The required output is a number: how many lines of the data below include the string "could".

# [Collected data]
=====
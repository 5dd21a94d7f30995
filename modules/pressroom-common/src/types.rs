use std::collections::BTreeMap;

use chrono::{DateTime, Utc};
use schemars::JsonSchema;
use serde::{Deserialize, Serialize};
use uuid::Uuid;

use crate::error::PressroomError;
use crate::urls::normalize_domain;

// --- Targets ---

/// Raw caller input before domain normalization.
#[derive(Debug, Clone, PartialEq, Eq, Serialize, Deserialize)]
pub struct TargetSpec {
    pub name: String,
    pub domain: String,
}

/// An organization whose newsroom we want to find. The domain is always the
/// normalized host (lowercase, no scheme, no `www.`).
#[derive(Debug, Clone, PartialEq, Eq, Hash, Serialize, Deserialize)]
pub struct Target {
    pub name: String,
    pub domain: String,
}

impl Target {
    pub fn parse(name: impl Into<String>, raw_domain: &str) -> Result<Self, PressroomError> {
        Ok(Self {
            name: name.into(),
            domain: normalize_domain(raw_domain)?,
        })
    }

    pub fn homepage_url(&self) -> String {
        format!("https://{}/", self.domain)
    }
}

impl TryFrom<&TargetSpec> for Target {
    type Error = PressroomError;

    fn try_from(spec: &TargetSpec) -> Result<Self, Self::Error> {
        Target::parse(spec.name.clone(), &spec.domain)
    }
}

// --- Links & candidates ---

/// A link as reported by an external source: a search result, a nav link, a
/// site-search hit.
#[derive(Debug, Clone, PartialEq, Eq, Serialize, Deserialize, JsonSchema)]
pub struct RawLink {
    /// Visible anchor text or result title
    pub display_text: String,
    /// Absolute URL
    pub url: String,
    /// Search snippet or surrounding context, empty when unknown
    #[serde(default)]
    pub snippet: String,
}

impl RawLink {
    pub fn new(display_text: impl Into<String>, url: impl Into<String>) -> Self {
        Self {
            display_text: display_text.into(),
            url: url.into(),
            snippet: String::new(),
        }
    }

    pub fn with_snippet(mut self, snippet: impl Into<String>) -> Self {
        self.snippet = snippet.into();
        self
    }
}

#[derive(Debug, Clone, Copy, PartialEq, Eq, Hash, Serialize, Deserialize)]
#[serde(rename_all = "snake_case")]
pub enum LinkCategory {
    Listing,
    Article,
    Irrelevant,
}

#[derive(Debug, Clone, PartialEq, Eq, Serialize, Deserialize)]
pub struct ClassifiedLink {
    #[serde(flatten)]
    pub link: RawLink,
    pub category: LinkCategory,
}

/// A URL selected for verification. `rank` is the 1-based position in the
/// verification order.
#[derive(Debug, Clone, PartialEq, Eq, Serialize, Deserialize)]
pub struct Candidate {
    pub url: String,
    pub display_text: String,
    pub rank: usize,
}

// --- Verification ---

/// Verdict on whether the current page is the organization's canonical
/// newsroom listing.
#[derive(Debug, Clone, PartialEq, Eq, Serialize, Deserialize, JsonSchema)]
pub struct VerificationOutcome {
    /// True only when every rubric check holds
    pub is_match: bool,
    /// Date of the most recent item on the page (YYYY-MM-DD), if visible
    pub extracted_date: Option<String>,
    /// One or two sentences explaining the verdict
    pub explanation: String,
}

// --- Audit trail ---

#[derive(Debug, Clone, Copy, PartialEq, Eq, Hash, Serialize, Deserialize)]
#[serde(rename_all = "snake_case")]
pub enum StepOutcome {
    Success,
    Skip,
    Fail,
    Info,
}

/// Phase label used in step identifiers.
#[derive(Debug, Clone, Copy, PartialEq, Eq, Hash, Serialize, Deserialize)]
#[serde(rename_all = "snake_case")]
pub enum Phase {
    Search,
    Homepage,
    SiteSearch,
}

impl Phase {
    pub fn label(&self) -> &'static str {
        match self {
            Phase::Search => "search",
            Phase::Homepage => "homepage",
            Phase::SiteSearch => "site_search",
        }
    }
}

#[derive(Debug, Clone, PartialEq, Eq, Serialize, Deserialize)]
pub struct DiscoveryStep {
    /// `{phase}-{seq}`, e.g. `homepage-7`
    pub phase_id: String,
    pub action: String,
    pub outcome: StepOutcome,
    pub detail: String,
    #[serde(skip_serializing_if = "Option::is_none")]
    pub url: Option<String>,
    pub timestamp: DateTime<Utc>,
}

// --- Results ---

#[derive(Debug, Clone, Copy, PartialEq, Eq, Hash, PartialOrd, Ord, Serialize, Deserialize)]
#[serde(rename_all = "snake_case")]
pub enum Strategy {
    Search,
    Homepage,
    SiteSearch,
    Cached,
}

impl Strategy {
    pub fn as_str(&self) -> &'static str {
        match self {
            Strategy::Search => "search",
            Strategy::Homepage => "homepage",
            Strategy::SiteSearch => "site_search",
            Strategy::Cached => "cached",
        }
    }
}

impl std::fmt::Display for Strategy {
    fn fmt(&self, f: &mut std::fmt::Formatter<'_>) -> std::fmt::Result {
        f.write_str(self.as_str())
    }
}

#[derive(Debug, Clone, PartialEq, Eq, Serialize, Deserialize)]
pub struct DiscoveryResult {
    pub target: Target,
    pub success: bool,
    pub matched_url: Option<String>,
    pub extracted_date: Option<String>,
    /// Strategy that produced the verdict; `None` when every strategy was exhausted
    pub strategy_used: Option<Strategy>,
    pub candidates_checked: usize,
    pub raw_result_count: usize,
    #[serde(skip_serializing_if = "Option::is_none")]
    pub error: Option<String>,
    pub steps: Vec<DiscoveryStep>,
}

impl DiscoveryResult {
    /// Result for a target whose domain could not be parsed. No strategy runs.
    pub fn malformed(spec: &TargetSpec, error: &PressroomError) -> Self {
        Self {
            target: Target {
                name: spec.name.clone(),
                domain: spec.domain.trim().to_lowercase(),
            },
            success: false,
            matched_url: None,
            extracted_date: None,
            strategy_used: None,
            candidates_checked: 0,
            raw_result_count: 0,
            error: Some(error.to_string()),
            steps: Vec::new(),
        }
    }

    /// Result for a valid target that could not be attempted at all.
    pub fn unattempted(target: Target, error: impl Into<String>) -> Self {
        Self {
            target,
            success: false,
            matched_url: None,
            extracted_date: None,
            strategy_used: None,
            candidates_checked: 0,
            raw_result_count: 0,
            error: Some(error.into()),
            steps: Vec::new(),
        }
    }

    /// Result replayed from a cache entry. Carries no steps.
    pub fn from_cache(target: Target, entry: &CacheEntry) -> Self {
        Self {
            target,
            success: entry.success,
            matched_url: entry.matched_url.clone(),
            extracted_date: entry.extracted_date.clone(),
            strategy_used: Some(Strategy::Cached),
            candidates_checked: 0,
            raw_result_count: 0,
            error: (!entry.success).then(|| "cached negative result".to_string()),
            steps: Vec::new(),
        }
    }
}

// --- Cache ---

/// Memoized discovery outcome for one normalized domain.
#[derive(Debug, Clone, PartialEq, Eq, Serialize, Deserialize)]
pub struct CacheEntry {
    pub domain: String,
    pub success: bool,
    pub matched_url: Option<String>,
    pub extracted_date: Option<String>,
    pub strategy_used: Option<Strategy>,
    pub discovered_at: DateTime<Utc>,
    /// Run that produced this entry
    pub provenance_id: Uuid,
}

// --- Summary ---

/// Aggregate view over a batch of results. Derived on demand, never stored.
#[derive(Debug, Clone, Default, PartialEq, Serialize)]
pub struct RunSummary {
    pub total: usize,
    pub succeeded: usize,
    pub failed: usize,
    pub by_strategy: BTreeMap<Strategy, usize>,
    pub candidates_checked: usize,
}

impl RunSummary {
    pub fn from_results(results: &[DiscoveryResult]) -> Self {
        let mut summary = Self {
            total: results.len(),
            ..Self::default()
        };
        for r in results {
            if r.success {
                summary.succeeded += 1;
            } else {
                summary.failed += 1;
            }
            if let (true, Some(strategy)) = (r.success, r.strategy_used) {
                *summary.by_strategy.entry(strategy).or_default() += 1;
            }
            summary.candidates_checked += r.candidates_checked;
        }
        summary
    }

    pub fn success_rate(&self) -> f64 {
        if self.total == 0 {
            return 0.0;
        }
        self.succeeded as f64 / self.total as f64
    }
}

impl std::fmt::Display for RunSummary {
    fn fmt(&self, f: &mut std::fmt::Formatter<'_>) -> std::fmt::Result {
        writeln!(f, "\n=== Newsroom Discovery Complete ===")?;
        writeln!(f, "Targets:            {}", self.total)?;
        writeln!(f, "Found:              {}", self.succeeded)?;
        writeln!(f, "Not found:          {}", self.failed)?;
        writeln!(f, "Candidates checked: {}", self.candidates_checked)?;
        writeln!(f, "Success rate:       {:.0}%", self.success_rate() * 100.0)?;
        writeln!(f, "\nBy strategy:")?;
        for (strategy, count) in &self.by_strategy {
            writeln!(f, "  {:<12} {}", strategy.as_str(), count)?;
        }
        Ok(())
    }
}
=====
# [RESULT OF THE EXERCISE]
2